A conquista de um maior grau de autonomia por parte do Banco Central é apenas um passo em busca da disciplina fiscal e monetária, da estabilidade econômica, tendo-se em vista o longo prazo.

terça-feira, 11 de julho de 2023

Atualizado às 14:00

1. Pontos iniciais

A discussão acerca da autonomia operacional dos bancos centrais ganhou o cenário político e econômico após a Primeira Guerra Mundial, quando a maioria dos países se utilizou dos seus Bancos Centrais para financiar seu esforço de guerra. Tal fato não causa nenhuma surpresa, uma vez que desde o surgimento dos primeiros Bancos Centrais o financiamento de guerras existia como uma espécie de contrapartida à concessão do monopólio de emissão. Após o término da Grande Guerra, o mundo viveu um período de descontrole inflacionário, fruto da emissão desenfreada para financiar a máquina de guerra.

Em 1920, aconteceu em Bruxelas uma conferência internacional que tratou de temas financeiros e emitiu uma resolução no sentido de que os países que ainda não possuíssem Bancos Centrais independentes deveriam tomar as medidas necessárias para tanto. Essa não foi a única razão para determinar a predominância, nos campos teórico e prático, da desvinculação dos Bancos Centrais do Estado (autonomia dos Bancos Centrais). Também contribuíram para isso, além dos financiamentos inflacionários do esforço de guerra, o domínio das doutrinas liberais e a crença no automatismo do padrão-ouro (Machado, 1993).

O termo independência dá uma idéia de tomada de decisão sem consulta prévia, sem satisfação, sem prestação de contas a quem quer que seja. O termo autonomia, por sua vez, parece ser o mais adequado, pois quando se discute a autonomia de um banco central está se discutindo a condução e operacionalização da política monetária e de outras por ventura sob sua responsabilidade. Um banco central autônomo tem, portanto, somente autonomia para cumprir aquilo que foi estabelecido pela sociedade e que está representado nos seus estatutos (do banco central). Trata-se, assim, de autonomia operacional para buscar atingir determinadas metas - de inflação, por exemplo - com prestação de contas para a sociedade.

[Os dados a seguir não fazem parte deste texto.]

impl ArmPosterior {
    /// Welford online update with one reward observation.
    pub fn observe(&mut self, reward: f64) {
        self.n += 1;
        let delta = reward - self.mean;
        self.mean += delta / self.n as f64;
        self.m2 += delta * (reward - self.mean);
    }

    /// Sample variance; undefined below two observations.
    pub fn variance(&self) -> f64 {
        if self.n < 2 {
            return 0.0;
        }
        self.m2 / (self.n - 1) as f64
    }

    /// One posterior draw. Unobserved arms use a wide prior around
    /// `prior_mean`; observed arms draw from the mean with the standard error
    /// of the mean, floored so the arm never collapses to a point mass.
    fn sample<R: Rng>(&self, prior_mean: f64, config: &EngineConfig, rng: &mut R) -> f64 {
        let z = standard_normal(rng);
        if self.n == 0 {
            return prior_mean + config.arm_prior_sd * z;
        }
        let sd = self.variance().sqrt().max(config.arm_min_sd);
        self.mean + sd / (self.n as f64).sqrt() * z
    }
}

/// Standard normal draw via Box-Muller. Two uniform draws per call, always
/// consumed in the same order.
fn standard_normal<R: Rng>(rng: &mut R) -> f64 {
    let u1: f64 = rng.gen_range(f64::EPSILON..1.0);
    let u2: f64 = rng.gen::<f64>();
    (-2.0 * u1.ln()).sqrt() * (2.0 * std::f64::consts::PI * u2).cos()
}

// ==================== Candidate context ====================

/// Everything the scheduler needs to know about one LO arm this cycle.
#[derive(Debug, Clone)]
pub struct ArmContext {
    pub arm: CandidateArm,
    /// Blueprint system of the LO's items
    pub system_id: String,
    /// LO-level cooldown; the arm is ineligible until then unless its system
    /// is in deep blueprint deficit
    pub cooldown_until_ts: Timestamp,
    pub blueprint: BlueprintTarget,
    /// Times this LO was scheduled in the current session
    pub session_served: u32,
}
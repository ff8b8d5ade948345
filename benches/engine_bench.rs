//! Benchmark suite for study-engine
//!
//! Run with: cargo bench

use criterion::{black_box, criterion_group, criterion_main, Criterion};
use rand::SeedableRng;
use rand_chacha::ChaCha8Rng;

use study_engine::engine::SessionContext;
use study_engine::estimator::AbilityEstimator;
use study_engine::types::{ClockContext, ItemRecord, LearnerLoState};
use study_engine::{BlueprintTarget, EngineConfig, StudyEngine};

fn item(id: &str, lo: &str, system: &str, b: f64) -> ItemRecord {
    ItemRecord {
        item_id: id.to_string(),
        lo_id: lo.to_string(),
        system_id: system.to_string(),
        b,
        tau: vec![-0.5, -0.25, 0.0, 0.25, 0.5],
        median_time_seconds: 60.0,
        mean_score: 0.5,
    }
}

fn bench_ability_update(c: &mut Criterion) {
    let estimator = AbilityEstimator::new(EngineConfig::default());
    let probe = item("it-0", "lo-a", "sys-1", 0.1);
    let mut state = LearnerLoState::new("lo-a");
    state.items_attempted = 10; // pure EAP path

    c.bench_function("estimator_update", |b| {
        b.iter(|| estimator.update(black_box(&state), black_box(&probe), 3).unwrap())
    });
}

fn bench_next_step(c: &mut Criterion) {
    let mut engine = StudyEngine::new(EngineConfig::default(), "bench-learner");
    let mut items = Vec::new();
    for lo in 0..40 {
        for i in 0..8 {
            items.push(item(
                &format!("lo-{}-it-{}", lo, i),
                &format!("lo-{}", lo),
                &format!("sys-{}", lo % 4),
                -1.0 + 0.25 * i as f64,
            ));
        }
    }
    assert!(engine.load_catalog(items).is_empty());
    engine.load_blueprint(
        (0..4)
            .map(|s| BlueprintTarget::new(format!("sys-{}", s), 0.25))
            .collect(),
    );

    let clock = ClockContext::from_utc_timestamp(1_704_672_000);

    c.bench_function("next_step_320_items", |b| {
        b.iter(|| {
            let mut session = SessionContext::new(30.0);
            session.active_lo = Some("lo-0".to_string());
            let mut rng = ChaCha8Rng::seed_from_u64(42);
            engine.next_step(&mut session, &clock, &mut rng).unwrap()
        })
    });
}

criterion_group!(benches, bench_ability_update, bench_next_step);
criterion_main!(benches);
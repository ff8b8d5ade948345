//! Spaced-retention lane (FSRS).
//!
//! LOs that finish active training get handed off to a retention card. Each
//! review updates the card's memory stability and difficulty with the FSRS-4.5
//! update rules and reschedules the next review at the interval where recall
//! probability decays to the configured target.
//!
//! Review ratings are derived deterministically from the graded score and the
//! response-time ratio; no caller-supplied rating enters the model.

use rayon::prelude::*;
use serde::{Deserialize, Serialize};

use crate::config::EngineConfig;
use crate::error::EngineError;
use crate::types::{ClockContext, LearnerLoState, RetentionCard, Timestamp, SECS_PER_DAY, SE_HISTORY_LEN};

const DECAY: f64 = -0.5;
const FACTOR: f64 = 19.0 / 81.0;

/// Per-overdue-day boost applied to review priority and urgency.
const OVERDUE_BOOST_PER_DAY: f64 = 0.1;

// ==================== Parameters ====================

/// FSRS-4.5 weight vector.
#[derive(Debug, Clone, Serialize, Deserialize)]
pub struct RetentionParams {
    pub w: [f64; 17],
}

impl Default for RetentionParams {
    fn default() -> Self {
        Self {
            w: [
                0.4, 0.6, 2.4, 5.8, // w0-w3: initial stability per rating
                4.93, 0.94, 0.86, 0.01, 1.49, // w4-w8
                0.14, 0.94, 2.18, 0.05, 0.34, // w9-w13
                1.26, 0.29, 2.61, // w14-w16
            ],
        }
    }
}

// ==================== Ratings ====================

#[derive(Debug, Clone, Copy, PartialEq, Eq, Serialize, Deserialize)]
pub enum Rating {
    Again = 1,
    Hard = 2,
    Good = 3,
    Easy = 4,
}

impl Rating {
    /// Derive a rating from a graded review outcome.
    ///
    /// `score_fraction` is category / max_category; `time_ratio` is response
    /// time over the item's median time. Below half credit is a lapse; a
    /// passing score grades on speed.
    pub fn from_review(score_fraction: f64, time_ratio: f64) -> Self {
        if score_fraction < 0.5 {
            return Self::Again;
        }
        if time_ratio < 0.75 && score_fraction >= 1.0 {
            Self::Easy
        } else if time_ratio < 1.5 {
            Self::Good
        } else {
            Self::Hard
        }
    }
}

// ==================== Memory model ====================

/// Recall probability after `elapsed_days` at the given stability.
pub fn retrievability(stability: f64, elapsed_days: f64) -> f64 {
    if stability <= 0.0 {
        return 0.0;
    }
    (1.0 + FACTOR * elapsed_days.max(0.0) / stability).powf(DECAY)
}

/// Interval (days) at which retrievability decays to `desired_retention`.
fn next_interval(stability: f64, desired_retention: f64) -> f64 {
    let safe_retention = desired_retention.clamp(0.0001, 0.9999);
    let interval = stability / FACTOR * (safe_retention.powf(1.0 / DECAY) - 1.0);
    interval.clamp(1.0, 36_500.0)
}

fn initial_difficulty(w: &[f64; 17], rating: i32) -> f64 {
    let d = w[4] - (rating - 3) as f64 * w[5];
    d.clamp(1.0, 10.0) / 10.0
}

fn next_difficulty(w: &[f64; 17], d: f64, rating: i32) -> f64 {
    let d_10 = d * 10.0;
    let delta = -(rating - 3) as f64;
    let d_new = d_10 + w[6] * delta;
    let d_mean = w[7] * (w[4] - 3.0 * w[5]) + (1.0 - w[7]) * d_new;
    d_mean.clamp(1.0, 10.0) / 10.0
}

fn next_recall_stability(w: &[f64; 17], d: f64, s: f64, r: f64, rating: i32) -> f64 {
    let d_10 = d * 10.0;
    let hard_penalty = if rating == 2 { w[15] } else { 1.0 };
    let easy_bonus = if rating == 4 { w[16] } else { 1.0 };

    let new_s = s
        * (1.0
            + w[8].exp()
                * (11.0 - d_10)
                * s.powf(-w[9])
                * ((1.0 - r) * w[10]).exp_m1()
                * hard_penalty
                * easy_bonus);
    new_s.max(0.1)
}

fn next_forget_stability(w: &[f64; 17], d: f64, s: f64, r: f64) -> f64 {
    let d_10 = d * 10.0;
    let new_s =
        w[11] * d_10.powf(-w[12]) * ((s + 1.0).powf(w[13]) - 1.0) * (1.0 - r).powf(w[14]).exp();
    new_s.clamp(0.1, s)
}

// ==================== Handoff ====================

/// Whether a LO is ready to leave active training for the retention lane:
/// confirmed mastery with a full, non-increasing SE history.
pub fn handoff_ready(state: &LearnerLoState, config: &EngineConfig) -> bool {
    state.mastery_prob >= config.mastery_threshold
        && state.probe_confirmed
        && state.last_se_history.len() == SE_HISTORY_LEN
        && state
            .last_se_history
            .windows(2)
            .all(|pair| pair[1] <= pair[0] + f64::EPSILON)
}

/// Create the initial card for a LO entering the retention lane, seeded as a
/// first Good review at `now`.
pub fn handoff_card(
    lo_id: impl Into<String>,
    now: Timestamp,
    params: &RetentionParams,
    config: &EngineConfig,
) -> RetentionCard {
    let rating = Rating::Good as i32;
    let stability = params.w[(rating - 1) as usize].max(0.1);
    let difficulty = initial_difficulty(&params.w, rating);
    let interval = next_interval(stability, config.desired_retention);

    RetentionCard {
        lo_id: lo_id.into(),
        stability,
        difficulty,
        due_ts: now + (interval * SECS_PER_DAY as f64) as Timestamp,
        last_reviewed_ts: now,
        reps: 1,
        lapses: 0,
    }
}

// ==================== Review ====================

/// Apply one review: `(card, rating, now) -> card'`.
pub fn review(
    card: &RetentionCard,
    rating: Rating,
    now: Timestamp,
    params: &RetentionParams,
    config: &EngineConfig,
) -> RetentionCard {
    let w = &params.w;
    let rating_val = rating as i32;
    let elapsed_days = ((now - card.last_reviewed_ts) as f64 / SECS_PER_DAY as f64).max(0.0);
    let r = retrievability(card.stability, elapsed_days);

    let difficulty = next_difficulty(w, card.difficulty, rating_val);
    let (stability, lapses) = if rating == Rating::Again {
        (
            next_forget_stability(w, card.difficulty, card.stability, r),
            card.lapses + 1,
        )
    } else {
        (
            next_recall_stability(w, card.difficulty, card.stability, r, rating_val),
            card.lapses,
        )
    };

    let interval = next_interval(stability, config.desired_retention);

    tracing::debug!(
        lo_id = %card.lo_id,
        rating = rating_val,
        stability,
        interval,
        "retention review"
    );

    RetentionCard {
        lo_id: card.lo_id.clone(),
        stability,
        difficulty,
        due_ts: now + (interval * SECS_PER_DAY as f64) as Timestamp,
        last_reviewed_ts: now,
        reps: card.reps + 1,
        lapses,
    }
}

// ==================== Due queue ====================

/// One due card with its priority boost.
#[derive(Debug, Clone)]
pub struct DueEntry {
    pub lo_id: String,
    pub overdue_days: f64,
    /// Urgency boost, 1 + 0.1 per overdue day
    pub boost: f64,
}

/// Due cards ordered most-overdue first, ties toward the lower lo_id.
#[derive(Debug, Clone)]
pub struct DueQueue {
    entries: Vec<DueEntry>,
    cursor: usize,
}

impl DueQueue {
    pub fn len(&self) -> usize {
        self.entries.len()
    }

    pub fn is_empty(&self) -> bool {
        self.entries.is_empty()
    }

    pub fn max_overdue_days(&self) -> f64 {
        self.entries.first().map_or(0.0, |e| e.overdue_days)
    }

    pub fn restart(&mut self) {
        self.cursor = 0;
    }

    pub fn peek(&self) -> Option<&DueEntry> {
        self.entries.get(self.cursor)
    }
}

impl Iterator for DueQueue {
    type Item = DueEntry;

    fn next(&mut self) -> Option<DueEntry> {
        let entry = self.entries.get(self.cursor).cloned()?;
        self.cursor += 1;
        Some(entry)
    }
}

/// Build the review queue for this session.
pub fn due_queue(cards: &[RetentionCard], clock: &ClockContext) -> Result<DueQueue, EngineError> {
    let mut entries: Vec<DueEntry> = cards
        .iter()
        .filter(|card| card.due_ts <= clock.now)
        .map(|card| {
            let overdue = card.overdue_days(clock.now);
            DueEntry {
                lo_id: card.lo_id.clone(),
                overdue_days: overdue,
                boost: 1.0 + OVERDUE_BOOST_PER_DAY * overdue,
            }
        })
        .collect();

    if entries.is_empty() {
        return Err(EngineError::NoDueCards);
    }

    entries.sort_by(|a, b| {
        b.overdue_days
            .total_cmp(&a.overdue_days)
            .then_with(|| a.lo_id.cmp(&b.lo_id))
    });

    Ok(DueQueue { entries, cursor: 0 })
}

/// Minutes of the session the retention lane may consume. The cap escalates
/// when any card is badly overdue.
pub fn allocate_minutes(session_minutes: f64, max_overdue_days: f64, config: &EngineConfig) -> f64 {
    let cap = if max_overdue_days > config.overdue_escalation_days {
        config.retention_cap_overdue
    } else {
        config.retention_cap
    };
    session_minutes * cap
}

/// Current recall probability for every card, in input order.
pub fn batch_retrievability(cards: &[RetentionCard], now: Timestamp) -> Vec<f64> {
    cards
        .par_iter()
        .map(|card| {
            let elapsed = (now - card.last_reviewed_ts) as f64 / SECS_PER_DAY as f64;
            retrievability(card.stability, elapsed)
        })
        .collect()
}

Após a Grande Depressão, com a suspensão do padrão ouro observou-se uma mudança no pensamento político-econômico a respeito do papel e do relacionamento dos Bancos Centrais. Referida posição foi agravada com o fim da Segunda Grande Guerra, pois o modelo de desenvolvimento dominante naquela época pregava uma maior participação do Estado na economia, em busca da reconstrução dos países e retomada do crescimento econômico. Essa posição durou até o final da década de setenta, início da década de oitenta quando o modelo do "wellfare state" entrou em colapso e as idéias liberais voltaram a dominar no campo político-econômico. Tanto é verdade que ao longo dos anos oitenta diversos países, desenvolvidos e em desenvolvimento, passaram por mudanças nos estatutos de seus Bancos Centrais no sentido de lhes outorgar maior autonomia de ação.

2. Aspectos jurídicos

A Constituição Federal de 1988 tratou, no seu artigo 192, de diversos aspectos relacionados ao sistema financeiro nacional. A questão da autonomia operacional do Banco Central do Brasil, veio com a LC 179/21 que "define os objetivos do Banco Central do Brasil e dispõe sobre a sua autonomia e sobre a nomeação e exoneração dos seus diretores; e altera o artigo da lei nº 5.495, de 31 de dezembro de 1964".

Importante ressaltar que o artigo 1º da LC 179/21, apesar de apresentar uma pluralidade de objetivos (zelar pela estabilidade e pela eficiência do sistema financeiro, suavizar as flutuações do nível e atividade econômica e fomentar o pleno emprego), deixa claro que a função primeira é assegurar a estabilidade de preços. Tal ponto é relevante, pois no artigo 3º da Constituição da República constam como objetivos fundamentais os itens II) garantir o desenvolvimento nacional, e III) erradicar a pobreza e a marginalização e reduzir as desigualdades sociais e regionais. Apesar da estabilidade monetária ser algo importante e, no longo prazo, ao menos do ponto de vista conceitual ser algo que leva a uma melhor condição de vida, especialmente para as camadas mais pobres, no curto prazo, para que se alcance a estabilidade da moeda pode-se ter uma piora da situação econômica e social, o que contrariaria os objetivos fundamentais da República, acima citados.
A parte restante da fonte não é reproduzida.